Consider $\mathbb{R}^{n}$ with the Lebesgue measure. Denote by $\mathcal{F} f(\xi)=\int_{\mathbb{R}^{n}} e^{-2 i \pi x \cdot \xi} f(x) d x$ the Fourier transform of $f \in L^{1}\left(\mathbb{R}^{n}\right)$ and by $\hat{f}$ the Fourier-Plancherel transform of $f \in L^{2}\left(\mathbb{R}^{n}\right)$. Let $\chi_{R}(\xi):=\left(1-\frac{|\xi|}{R}\right) \chi_{|\xi| \leqslant R}$ for $R>0$ and define for $s \in \mathbb{R}_{+}$

$$H^{s}\left(\mathbb{R}^{n}\right):=\left\{f \in L^{2}\left(\mathbb{R}^{n}\right) \mid\left(1+|\cdot|^{2}\right)^{s / 2} \hat{f}(\cdot) \in L^{2}\left(\mathbb{R}^{n}\right)\right\}$$

(i) Prove that $H^{s}\left(\mathbb{R}^{n}\right)$ is a vector subspace of $L^{2}\left(\mathbb{R}^{n}\right)$, and is a Hilbert space for the inner product $\langle f, g\rangle:=\int_{\mathbb{R}^{n}}\left(1+|\xi|^{2}\right)^{s} \hat{f}(\xi) \overline{\hat{g}(\xi)} d \xi$, where $\bar{z}$ denotes the complex conjugate of $z \in \mathbb{C}$.

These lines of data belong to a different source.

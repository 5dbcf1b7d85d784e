/*
Copyright 2025 Connor Nolan

Licensed under the Apache License, Version 2.0 (the "License");
you may not use this file except in compliance with the License.
You may obtain a copy of the License at

    http://www.apache.org/licenses/LICENSE-2.0

Unless required by applicable law or agreed to in writing, software
distributed under the License is distributed on an "AS IS" BASIS,
WITHOUT WARRANTIES OR CONDITIONS OF ANY KIND, either express or implied.
See the License for the specific language governing permissions and
limitations under the License.
*/

pub mod assembler;
pub mod ast;
pub mod errors;
pub mod file_reader;
pub mod normalizer;
pub mod parser;
pub mod reports;

use std::path::Path;

use anyhow::Result;
use assembler::{Assembler, Assembly};
use file_reader::SourceReader;

/// Assembles a complete source text in one pass and backpatches every
/// pending reference. Per-line errors never abort the run; they come back
/// as diagnostics on the Assembly.
pub fn assemble_source(source: &str) -> Assembly {
    let mut assembler = Assembler::new();
    for (index, raw_line) in source.lines().enumerate() {
        assembler.assemble_line(index + 1, raw_line);
    }
    assembler.finish()
}

pub fn assemble<R: SourceReader>(source_path: &Path, reader: &R) -> Result<Assembly> {
    let source = reader.read_source(source_path)?;
    Ok(assemble_source(&source))
}
/*
Copyright 2025 Connor Nolan

Licensed under the Apache License, Version 2.0 (the "License");
you may not use this file except in compliance with the License.
You may obtain a copy of the License at

    http://www.apache.org/licenses/LICENSE-2.0

Unless required by applicable law or agreed to in writing, software
distributed under the License is distributed on an "AS IS" BASIS,
WITHOUT WARRANTIES OR CONDITIONS OF ANY KIND, either express or implied.
See the License for the specific language governing permissions and
limitations under the License.
*/

/// Normalizes a raw source line: drops everything from the first `;` on,
/// trims surrounding whitespace (this also swallows a trailing `\r`) and
/// uppercases the rest. Idempotent; an empty result means the line is
/// skipped entirely.
pub fn normalize(raw: &str) -> String {
    let without_comment = match raw.find(';') {
        Some(position) => &raw[..position],
        None => raw,
    };
    without_comment.trim().to_uppercase()
}

// ------------- unit tests -------------
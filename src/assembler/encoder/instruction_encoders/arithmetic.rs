/*
Copyright 2025 Connor Nolan

Licensed under the Apache License, Version 2.0 (the "License");
you may not use this file except in compliance with the License.
You may obtain a copy of the License at

    http://www.apache.org/licenses/LICENSE-2.0

Unless required by applicable law or agreed to in writing, software
distributed under the License is distributed on an "AS IS" BASIS,
WITHOUT WARRANTIES OR CONDITIONS OF ANY KIND, either express or implied.
See the License for the specific language governing permissions and
limitations under the License.
*/

use crate::assembler::encoder::Encoder;
use crate::assembler::encoder::constants::*;
use crate::assembler::encoder::utility_functions::{fits_imm8, modrm};
use crate::ast::{AluOp, Operand, Register32};
use crate::errors::AssemblyError;

impl<'a> Encoder<'a> {
    /// Shared encoder for ADD/SUB/CMP/XOR/AND/OR. Shapes are tried in
    /// order: reg,reg; EAX,imm; reg,mem; mem,reg; r/m,imm — so the
    /// accumulator form wins over the short-immediate optimization.
    pub fn encode_alu(
        &mut self,
        op: AluOp,
        dst: &Operand,
        src: &Operand,
    ) -> Result<(), AssemblyError> {
        let opcodes = alu_opcodes(op);
        match (dst, src) {
            (Operand::Reg32(d), Operand::Reg32(s)) => {
                self.emit_byte(opcodes.rm_reg);
                self.emit_byte(modrm(0b11, s.code(), d.code()));
                Ok(())
            }
            (Operand::Reg32(Register32::Eax), Operand::Imm32(value)) => {
                self.emit_byte(opcodes.eax_imm);
                self.emit_dword(*value);
                Ok(())
            }
            (Operand::Reg32(d), src) if src.is_memory() => {
                self.emit_byte(opcodes.reg_rm);
                self.emit_mem_operand(src, d.code())
            }
            (dst, Operand::Reg32(s)) if dst.is_memory() => {
                self.emit_byte(opcodes.rm_reg);
                self.emit_mem_operand(dst, s.code())
            }
            (dst, Operand::Imm32(value)) if dst.is_memory() => {
                let short = fits_imm8(*value);
                self.emit_byte(if short { ALU_IMM8_RM } else { opcodes.imm_general });
                self.emit_mem_operand(dst, opcodes.ext)?;
                self.emit_alu_immediate(*value, short);
                Ok(())
            }
            (Operand::Reg32(d), Operand::Imm32(value)) => {
                let short = fits_imm8(*value);
                self.emit_byte(if short { ALU_IMM8_RM } else { opcodes.imm_general });
                self.emit_byte(modrm(0b11, opcodes.ext, d.code()));
                self.emit_alu_immediate(*value, short);
                Ok(())
            }
            _ => Err(self.unsupported_mode(op.mnemonic())),
        }
    }

    fn emit_alu_immediate(&mut self, value: u32, short: bool) {
        if short {
            self.emit_byte(value as u8);
        } else {
            self.emit_dword(value);
        }
    }

    pub fn encode_imul(&mut self, dst: &Operand, src: &Operand) -> Result<(), AssemblyError> {
        match (dst, src) {
            // 0F AF /r with reg = destination, unlike the one-byte ALU forms.
            (Operand::Reg32(d), Operand::Reg32(s)) => {
                self.emit_byte(TWO_BYTE_PREFIX);
                self.emit_byte(IMUL_REG_RM);
                self.emit_byte(modrm(0b11, d.code(), s.code()));
                Ok(())
            }
            _ => Err(self.unsupported_mode("IMUL")),
        }
    }

    pub fn encode_inc(&mut self, operand: &Operand) -> Result<(), AssemblyError> {
        match operand {
            Operand::Reg32(r) => {
                self.emit_byte(INC_REG_BASE + r.code());
                Ok(())
            }
            _ => Err(self.unsupported_mode("INC")),
        }
    }

    pub fn encode_dec(&mut self, operand: &Operand) -> Result<(), AssemblyError> {
        match operand {
            Operand::Reg32(r) => {
                self.emit_byte(DEC_REG_BASE + r.code());
                Ok(())
            }
            _ => Err(self.unsupported_mode("DEC")),
        }
    }

    /// MUL/DIV/IDIV: F7 with the extension in the reg field. The operand
    /// shape is validated before any byte is written, so a bad operand
    /// leaves the buffer untouched.
    pub fn encode_group3(
        &mut self,
        mnemonic: &str,
        ext: u8,
        operand: &Operand,
    ) -> Result<(), AssemblyError> {
        match operand {
            Operand::Reg32(r) => {
                self.emit_byte(GROUP3_RM);
                self.emit_byte(modrm(0b11, ext, r.code()));
                Ok(())
            }
            Operand::MemAbs(_) => {
                self.emit_byte(GROUP3_RM);
                self.emit_mem_operand(operand, ext)
            }
            _ => Err(self.unsupported_mode(mnemonic)),
        }
    }

    pub fn encode_test(&mut self, dst: &Operand, src: &Operand) -> Result<(), AssemblyError> {
        match (dst, src) {
            (Operand::Reg32(d), Operand::Reg32(s)) => {
                self.emit_byte(TEST_RM_REG);
                self.emit_byte(modrm(0b11, s.code(), d.code()));
                Ok(())
            }
            _ => Err(self.unsupported_mode("TEST")),
        }
    }
}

(ii) Construct a function $f \in H^{s}(\mathbb{R}), s \in(0,1 / 2)$, that is not almost everywhere equal to a continuous function.

(iii) For $f \in L^{1}\left(\mathbb{R}^{n}\right)$, prove that $F_{R}: x \mapsto \int_{\mathbb{R}^{n}} \mathcal{F} f(\xi) \chi_{R}(\xi) e^{2 i \pi x \cdot \xi} d \xi$ is a well-defined function and that $F_{R} \in L^{1}\left(\mathbb{R}^{n}\right)$ converges to $f$ in $L^{1}\left(\mathbb{R}^{n}\right)$ as $R \rightarrow+\infty$.

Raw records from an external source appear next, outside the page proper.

/*
Copyright 2025 Connor Nolan

Licensed under the Apache License, Version 2.0 (the "License");
you may not use this file except in compliance with the License.
You may obtain a copy of the License at

    http://www.apache.org/licenses/LICENSE-2.0

Unless required by applicable law or agreed to in writing, software
distributed under the License is distributed on an "AS IS" BASIS,
WITHOUT WARRANTIES OR CONDITIONS OF ANY KIND, either express or implied.
See the License for the specific language governing permissions and
limitations under the License.
*/

pub mod operand_builders;

use crate::ast::{AluOp, Condition, Directive, Instruction, Operand};
use crate::errors::AssemblyError;
use crate::parser::Rule;
use operand_builders::build_operand;
use pest::iterators::{Pair, Pairs};

pub struct AstBuilder<'a> {
    line_number: usize,
    pairs: Pairs<'a, Rule>,
}

impl<'a> AstBuilder<'a> {
    pub fn new(line_number: usize, pair: Pair<'a, Rule>) -> Self {
        Self {
            line_number,
            pairs: pair.into_inner(),
        }
    }

    // --- data definitions ---

    /// `NAME DD v1, v2, …` / `NAME DB v`: yields the defining label plus the
    /// directive carrying the raw value tokens.
    pub fn build_data_def(mut self) -> Result<(String, Directive), AssemblyError> {
        let label = self
            .pairs
            .next()
            .expect("data definition starts with its label")
            .as_str()
            .to_string();
        let keyword = self
            .pairs
            .next()
            .expect("data definition carries DD or DB")
            .as_str();
        let values: Vec<String> = match self.pairs.next() {
            Some(list) => list
                .into_inner()
                .map(|value| value.as_str().trim().to_string())
                .filter(|value| !value.is_empty())
                .collect(),
            None => Vec::new(),
        };

        let directive = match keyword {
            "DD" => Directive::DefineDwords(values),
            "DB" => Directive::DefineByte(values.into_iter().next()),
            _ => unreachable!("unknown data keyword: {}", keyword),
        };
        Ok((label, directive))
    }

    // --- instructions ---

    pub fn build_instruction(mut self) -> Result<Instruction, AssemblyError> {
        let mnemonic = self
            .pairs
            .next()
            .expect("instruction starts with its mnemonic")
            .as_str()
            .to_string();
        let operands = match self.pairs.next() {
            Some(list) => list
                .into_inner()
                .map(|operand| build_operand(self.line_number, operand))
                .collect::<Result<Vec<_>, _>>()?,
            None => Vec::new(),
        };
        self.dispatch(&mnemonic, operands)
    }

    fn dispatch(
        &self,
        mnemonic: &str,
        operands: Vec<Operand>,
    ) -> Result<Instruction, AssemblyError> {
        match mnemonic {
            "MOV" => {
                let (dst, src) = self.two_operands(mnemonic, operands)?;
                Ok(Instruction::Mov(dst, src))
            }
            "ADD" => self.build_alu(AluOp::Add, operands),
            "SUB" => self.build_alu(AluOp::Sub, operands),
            "CMP" => self.build_alu(AluOp::Cmp, operands),
            "XOR" => self.build_alu(AluOp::Xor, operands),
            "AND" => self.build_alu(AluOp::And, operands),
            "OR" => self.build_alu(AluOp::Or, operands),
            "IMUL" => {
                let (dst, src) = self.two_operands(mnemonic, operands)?;
                Ok(Instruction::Imul(dst, src))
            }
            "TEST" => {
                let (dst, src) = self.two_operands(mnemonic, operands)?;
                Ok(Instruction::Test(dst, src))
            }
            "XCHG" => {
                let (dst, src) = self.two_operands(mnemonic, operands)?;
                Ok(Instruction::Xchg(dst, src))
            }
            "MOVZX" => {
                let (dst, src) = self.two_operands(mnemonic, operands)?;
                Ok(Instruction::Movzx(dst, src))
            }
            "LEA" => {
                let (dst, src) = self.two_operands(mnemonic, operands)?;
                Ok(Instruction::Lea(dst, src))
            }
            "INC" => Ok(Instruction::Inc(self.one_operand(mnemonic, operands)?)),
            "DEC" => Ok(Instruction::Dec(self.one_operand(mnemonic, operands)?)),
            "MUL" => Ok(Instruction::Mul(self.one_operand(mnemonic, operands)?)),
            "DIV" => Ok(Instruction::Div(self.one_operand(mnemonic, operands)?)),
            "IDIV" => Ok(Instruction::Idiv(self.one_operand(mnemonic, operands)?)),
            "PUSH" => Ok(Instruction::Push(self.one_operand(mnemonic, operands)?)),
            "POP" => Ok(Instruction::Pop(self.one_operand(mnemonic, operands)?)),
            "INT" => Ok(Instruction::Int(self.one_operand(mnemonic, operands)?)),
            "CALL" => Ok(Instruction::Call(self.branch_target(mnemonic, operands)?)),
            "LOOP" => Ok(Instruction::Loop(self.branch_target(mnemonic, operands)?)),
            "JMP" => Ok(Instruction::Jmp(self.branch_target(mnemonic, operands)?)),
            "JE" | "JZ" => self.build_jcc(Condition::E, mnemonic, operands),
            "JNE" | "JNZ" => self.build_jcc(Condition::Ne, mnemonic, operands),
            "JL" => self.build_jcc(Condition::L, mnemonic, operands),
            "JLE" => self.build_jcc(Condition::Le, mnemonic, operands),
            "JG" => self.build_jcc(Condition::G, mnemonic, operands),
            "JGE" => self.build_jcc(Condition::Ge, mnemonic, operands),
            "JA" => self.build_jcc(Condition::A, mnemonic, operands),
            "JAE" => self.build_jcc(Condition::Ae, mnemonic, operands),
            "JB" => self.build_jcc(Condition::B, mnemonic, operands),
            "JBE" => self.build_jcc(Condition::Be, mnemonic, operands),
            "LEAVE" => {
                self.no_operands(mnemonic, &operands)?;
                Ok(Instruction::Leave)
            }
            "RET" => {
                self.no_operands(mnemonic, &operands)?;
                Ok(Instruction::Ret)
            }
            "NOP" => {
                self.no_operands(mnemonic, &operands)?;
                Ok(Instruction::Nop)
            }
            _ => Err(AssemblyError::SyntaxError {
                line: self.line_number,
                reason: format!("unsupported mnemonic or directive: {}", mnemonic),
            }),
        }
    }

    fn build_alu(&self, op: AluOp, operands: Vec<Operand>) -> Result<Instruction, AssemblyError> {
        let (dst, src) = self.two_operands(op.mnemonic(), operands)?;
        Ok(Instruction::Alu(op, dst, src))
    }

    fn build_jcc(
        &self,
        condition: Condition,
        mnemonic: &str,
        operands: Vec<Operand>,
    ) -> Result<Instruction, AssemblyError> {
        Ok(Instruction::Jcc(
            condition,
            self.branch_target(mnemonic, operands)?,
        ))
    }

    // --- operand count and shape checks ---

    fn two_operands(
        &self,
        mnemonic: &str,
        operands: Vec<Operand>,
    ) -> Result<(Operand, Operand), AssemblyError> {
        if operands.len() != 2 {
            return Err(AssemblyError::SyntaxError {
                line: self.line_number,
                reason: format!("expected 2 operands for {}", mnemonic),
            });
        }
        let mut operands = operands.into_iter();
        Ok((operands.next().unwrap(), operands.next().unwrap()))
    }

    fn one_operand(
        &self,
        mnemonic: &str,
        operands: Vec<Operand>,
    ) -> Result<Operand, AssemblyError> {
        if operands.len() != 1 {
            return Err(AssemblyError::SyntaxError {
                line: self.line_number,
                reason: format!("expected 1 operand for {}", mnemonic),
            });
        }
        Ok(operands.into_iter().next().unwrap())
    }

    fn no_operands(&self, mnemonic: &str, operands: &[Operand]) -> Result<(), AssemblyError> {
        if operands.is_empty() {
            Ok(())
        } else {
            Err(AssemblyError::SyntaxError {
                line: self.line_number,
                reason: format!("{} takes no operands", mnemonic),
            })
        }
    }

    fn branch_target(
        &self,
        mnemonic: &str,
        operands: Vec<Operand>,
    ) -> Result<String, AssemblyError> {
        match self.one_operand(mnemonic, operands)? {
            Operand::Label(name) => Ok(name),
            _ => Err(AssemblyError::UnsupportedMode {
                line: self.line_number,
                reason: format!("the target of {} must be a label", mnemonic),
            }),
        }
    }
}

[Hint: Prove that $F_{R}=K_{R} * f$ where $K_{R}$ is an approximation of the unit as $R \rightarrow+\infty .]$

(iv) Deduce that if $f \in L^{1}\left(\mathbb{R}^{n}\right)$ and $\left(1+|\cdot|^{2}\right)^{s / 2} \mathcal{F} f(\cdot) \in L^{2}\left(\mathbb{R}^{n}\right)$ then $f \in H^{s}\left(\mathbb{R}^{n}\right)$.

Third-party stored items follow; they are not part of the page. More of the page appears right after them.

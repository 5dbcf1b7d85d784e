/*
Copyright 2025 Connor Nolan

Licensed under the Apache License, Version 2.0 (the "License");
you may not use this file except in compliance with the License.
You may obtain a copy of the License at

    http://www.apache.org/licenses/LICENSE-2.0

Unless required by applicable law or agreed to in writing, software
distributed under the License is distributed on an "AS IS" BASIS,
WITHOUT WARRANTIES OR CONDITIONS OF ANY KIND, either express or implied.
See the License for the specific language governing permissions and
limitations under the License.
*/

use std::collections::HashMap;
use std::fmt;

// The symbol table stores label names and the location counter at their
// point of definition.
pub type SymbolTable = HashMap<String, u32>;

/// How a patched-in value relates to its label: the label's address itself,
/// or the distance from the byte after the placeholder.
#[derive(Debug, Clone, Copy, PartialEq, Eq)]
pub enum RefKind {
    Absolute,
    PcRelative,
}

impl fmt::Display for RefKind {
    // Report vocabulary, kept in the original's language.
    fn fmt(&self, f: &mut fmt::Formatter<'_>) -> fmt::Result {
        match self {
            RefKind::Absolute => write!(f, "ABSOLUTO"),
            RefKind::PcRelative => write!(f, "RELATIVO"),
        }
    }
}

/// A placeholder region in the emit buffer waiting for its label.
#[derive(Debug, Clone, PartialEq, Eq)]
pub struct PendingReference {
    /// Offset of the first placeholder byte in the emit buffer.
    pub position: usize,
    /// 1 or 4 placeholder bytes.
    pub width: u8,
    pub kind: RefKind,
}

// Patch sites are kept per label, in the order they were recorded.
pub type ReferenceTable = HashMap<String, Vec<PendingReference>>;

pub fn record_pending(
    references: &mut ReferenceTable,
    label: &str,
    position: usize,
    width: u8,
    kind: RefKind,
) {
    references
        .entry(label.to_string())
        .or_default()
        .push(PendingReference {
            position,
            width,
            kind,
        });
}
//! Integration tests driving sessions through the registry and actors.

use std::sync::Arc;
use std::sync::atomic::{AtomicUsize, Ordering};
use std::time::Duration;

use impostor_lobby::{
    GameError, GameSession, PlayerProfile, RegistryConfig, SessionHandle, SessionRegistry,
    SessionSettings,
};
use impostor_protocol::{Faction, GameStatus, PlayerId};

// =========================================================================
// Helpers
// =========================================================================

fn pid(id: u64) -> PlayerId {
    PlayerId(id)
}

fn profile(n: u64) -> PlayerProfile {
    PlayerProfile::new(format!("user-{n}"), format!("Player {n}"))
}

fn registry() -> SessionRegistry {
    SessionRegistry::new(RegistryConfig {
        rng_seed: Some(7),
        ..RegistryConfig::default()
    })
}

/// Creates a session hosted by user 1 and joins users 2..=n.
async fn lobby_with(
    registry: &mut SessionRegistry,
    n: u64,
    settings: SessionSettings,
) -> SessionHandle {
    let handle = registry.create(profile(1), settings).unwrap();
    for i in 2..=n {
        handle.join(profile(i)).await.unwrap();
    }
    handle
}

fn impostor(session: &GameSession) -> PlayerId {
    session.impostors().next().unwrap().id
}

fn crew(session: &GameSession) -> Vec<PlayerId> {
    session
        .players
        .iter()
        .filter(|p| !p.is_impostor)
        .map(|p| p.id)
        .collect()
}

// =========================================================================
// Lobby
// =========================================================================

#[tokio::test]
async fn test_create_then_four_joins_then_start_one_impostor_four_crew() {
    let mut registry = registry();
    let handle = lobby_with(&mut registry, 5, SessionSettings::new(5, 1)).await;

    let session = handle.start(pid(1)).await.unwrap();

    assert_eq!(session.status, GameStatus::InProgress);
    assert_eq!(session.round, 1);
    assert_eq!(session.impostors().count(), 1);
    assert_eq!(crew(&session).len(), 4);
}

#[tokio::test]
async fn test_join_full_session_returns_session_full() {
    let mut registry = registry();
    let handle = lobby_with(&mut registry, 3, SessionSettings::new(3, 1)).await;

    let err = handle.join(profile(4)).await.unwrap_err();

    assert_eq!(err, GameError::SessionFull(handle.session_id()));
    assert_eq!(handle.snapshot().players.len(), 3);
}

#[tokio::test]
async fn test_join_by_code_then_same_user_again_returns_same_player() {
    let mut registry = registry();
    let handle = registry.create(profile(1), SessionSettings::default()).unwrap();
    let found = registry.find_by_code(handle.code().as_str()).unwrap();

    let (first, _) = found.join(profile(2)).await.unwrap();
    let (second, session) = found.join(profile(2)).await.unwrap();

    assert_eq!(first.id, second.id);
    assert_eq!(session.players.len(), 2);
}

#[tokio::test]
async fn test_leave_during_game_returns_invalid_state_roster_unchanged() {
    let mut registry = registry();
    let handle = lobby_with(&mut registry, 4, SessionSettings::new(4, 1)).await;
    let before = handle.start(pid(1)).await.unwrap();

    let err = handle.leave(pid(3)).await.unwrap_err();

    assert!(matches!(err, GameError::InvalidState(_)));
    assert_eq!(handle.snapshot().players, before.players);
}

#[tokio::test]
async fn test_last_player_leaving_frees_code() {
    let mut registry = registry();
    let handle = registry.create(profile(1), SessionSettings::default()).unwrap();

    let session = handle.leave(pid(1)).await.unwrap();

    assert_eq!(session.status, GameStatus::Finished);
    assert!(registry.find_by_code(handle.code().as_str()).is_err());
    assert_eq!(registry.active_count(), 0);
}

#[tokio::test]
async fn test_start_by_guest_returns_forbidden() {
    let mut registry = registry();
    let handle = lobby_with(&mut registry, 3, SessionSettings::new(5, 1)).await;
    let err = handle.start(pid(2)).await.unwrap_err();
    assert_eq!(err, GameError::Forbidden(pid(2)));
    assert_eq!(handle.status(), GameStatus::Lobby);
}

// =========================================================================
// Rounds and votes
// =========================================================================

#[tokio::test]
async fn test_impostor_count_unchanged_across_rounds() {
    let mut registry = registry();
    let handle = lobby_with(&mut registry, 6, SessionSettings::new(6, 2)).await;
    let started = handle.start(pid(1)).await.unwrap();
    let impostors: Vec<PlayerId> = started.impostors().map(|p| p.id).collect();
    assert_eq!(impostors.len(), 2);

    handle.call_vote(pid(1)).await.unwrap();
    let target = crew(&started)[0];
    let mut session = handle.snapshot();
    for p in &started.players {
        session = handle.cast_vote(p.id, target).await.unwrap();
    }
    assert_eq!(session.round, 2);
    assert!(!session.player(target).unwrap().is_alive);
    assert_eq!(session.impostors().map(|p| p.id).collect::<Vec<_>>(), impostors);

    let ended = handle.force_end(pid(1)).await.unwrap();
    assert_eq!(ended.impostors().map(|p| p.id).collect::<Vec<_>>(), impostors);
    assert_eq!(ended.winner, None);
}

#[tokio::test]
async fn test_tied_vote_eliminates_nobody_and_next_round_starts() {
    let mut registry = registry();
    let handle = lobby_with(&mut registry, 4, SessionSettings::new(4, 1)).await;
    let session = handle.start(pid(1)).await.unwrap();
    let crew = crew(&session);
    let (a, b) = (crew[0], crew[1]);
    handle.call_vote(pid(1)).await.unwrap();

    let voters: Vec<PlayerId> = session.players.iter().map(|p| p.id).collect();
    handle.cast_vote(voters[0], a).await.unwrap();
    handle.cast_vote(voters[1], a).await.unwrap();
    handle.cast_vote(voters[2], b).await.unwrap();
    let after = handle.cast_vote(voters[3], b).await.unwrap();

    let result = after.last_elimination.clone().unwrap();
    assert!(result.is_tie());
    assert_eq!(result.round, 1);
    assert!(after.players.iter().all(|p| p.is_alive));
    assert_eq!(after.status, GameStatus::InProgress);
    assert_eq!(after.round, 2);
}

#[tokio::test]
async fn test_plurality_vote_eliminates_target() {
    let mut registry = registry();
    let handle = lobby_with(&mut registry, 4, SessionSettings::new(4, 1)).await;
    let session = handle.start(pid(1)).await.unwrap();
    let crew = crew(&session);
    let (a, b) = (crew[0], crew[1]);
    handle.call_vote(pid(1)).await.unwrap();

    let voters: Vec<PlayerId> = session.players.iter().map(|p| p.id).collect();
    handle.cast_vote(voters[0], a).await.unwrap();
    handle.cast_vote(voters[1], a).await.unwrap();
    handle.cast_vote(voters[2], a).await.unwrap();
    let after = handle.cast_vote(voters[3], b).await.unwrap();

    let result = after.last_elimination.clone().unwrap();
    assert_eq!(result.eliminated, Some(a));
    assert_eq!(result.was_impostor, Some(false));
    assert!(!after.player(a).unwrap().is_alive);
    assert_eq!(after.status, GameStatus::InProgress);
}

[Hint: Prove that: (1) there is a sequence $R_{k} \rightarrow+\infty$ such that $K_{R_{k}} * f$ converges to $f$ almost everywhere; (2) $K_{R} * f$ is uniformly bounded in $L^{2}\left(\mathbb{R}^{n}\right)$ as $R \rightarrow+\infty$.]